**THE PROBLEM**
Gather all lines from the material that contain the word "Result".
━━ RECORDS SUPPLIED ━━
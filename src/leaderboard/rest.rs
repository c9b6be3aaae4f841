//! Leaderboard client for a remote `/scores` server.

use async_trait::async_trait;
use reqwest::StatusCode;
use serde::Deserialize;
use tracing::{debug, info, instrument, warn};

use super::{LeaderboardError, LeaderboardStore};
use crate::db::ScoreRecord;

#[derive(Debug, Deserialize)]
struct ErrorBody {
    error: String,
}

/// Talks to another instance's `/scores` endpoint.
#[derive(Debug, Clone)]
pub struct RestLeaderboard {
    base_url: String,
    client: reqwest::Client,
}

impl RestLeaderboard {
    /// Creates a client for the server at `base_url` (for example
    /// `http://127.0.0.1:3000`).
    pub fn new(base_url: impl Into<String>) -> Self {
        let base_url = base_url.into().trim_end_matches('/').to_string();
        Self {
            base_url,
            client: reqwest::Client::new(),
        }
    }

    fn scores_url(&self) -> String {
        format!("{}/scores", self.base_url)
    }

    async fn error_message(response: reqwest::Response) -> String {
        let status = response.status();
        match response.json::<ErrorBody>().await {
            Ok(body) => body.error,
            Err(_) => format!("HTTP {}", status),
        }
    }
}

fn transport(err: reqwest::Error) -> LeaderboardError {
    LeaderboardError::Storage(err.to_string())
}

#[async_trait]
impl LeaderboardStore for RestLeaderboard {
    #[instrument(skip(self), fields(base_url = %self.base_url))]
    async fn list_top(&self, limit: i64) -> Result<Vec<ScoreRecord>, LeaderboardError> {
        debug!("Fetching remote leaderboard");
        let response = self
            .client
            .get(self.scores_url())
            .send()
            .await
            .map_err(transport)?;
        if !response.status().is_success() {
            let message = Self::error_message(response).await;
            warn!(%message, "Remote leaderboard read failed");
            return Err(LeaderboardError::Storage(message));
        }
        let mut scores: Vec<ScoreRecord> = response.json().await.map_err(transport)?;
        scores.truncate(usize::try_from(limit).unwrap_or(0));
        info!(count = scores.len(), "Remote leaderboard loaded");
        Ok(scores)
    }

    #[instrument(skip(self), fields(base_url = %self.base_url))]
    async fn submit(&self, player_name: &str, score: i32) -> Result<ScoreRecord, LeaderboardError> {
        let body = serde_json::json!({ "playerName": player_name, "score": score });
        let response = self
            .client
            .post(self.scores_url())
            .json(&body)
            .send()
            .await
            .map_err(transport)?;
        match response.status() {
            StatusCode::CREATED | StatusCode::OK => {
                let record: ScoreRecord = response.json().await.map_err(transport)?;
                info!(score_id = record.id(), "Score submitted");
                Ok(record)
            }
            StatusCode::BAD_REQUEST => {
                Err(LeaderboardError::Validation(Self::error_message(response).await))
            }
            status => {
                let message = Self::error_message(response).await;
                warn!(%status, %message, "Remote score submission failed");
                Err(LeaderboardError::Storage(message))
            }
        }
    }
}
━━━
**TASK RESPONSE**
    async fn list_top(&self, limit: i64) -> Result<Vec<ScoreRecord>, LeaderboardError> {
    async fn submit(&self, player_name: &str, score: i32) -> Result<ScoreRecord, LeaderboardError> {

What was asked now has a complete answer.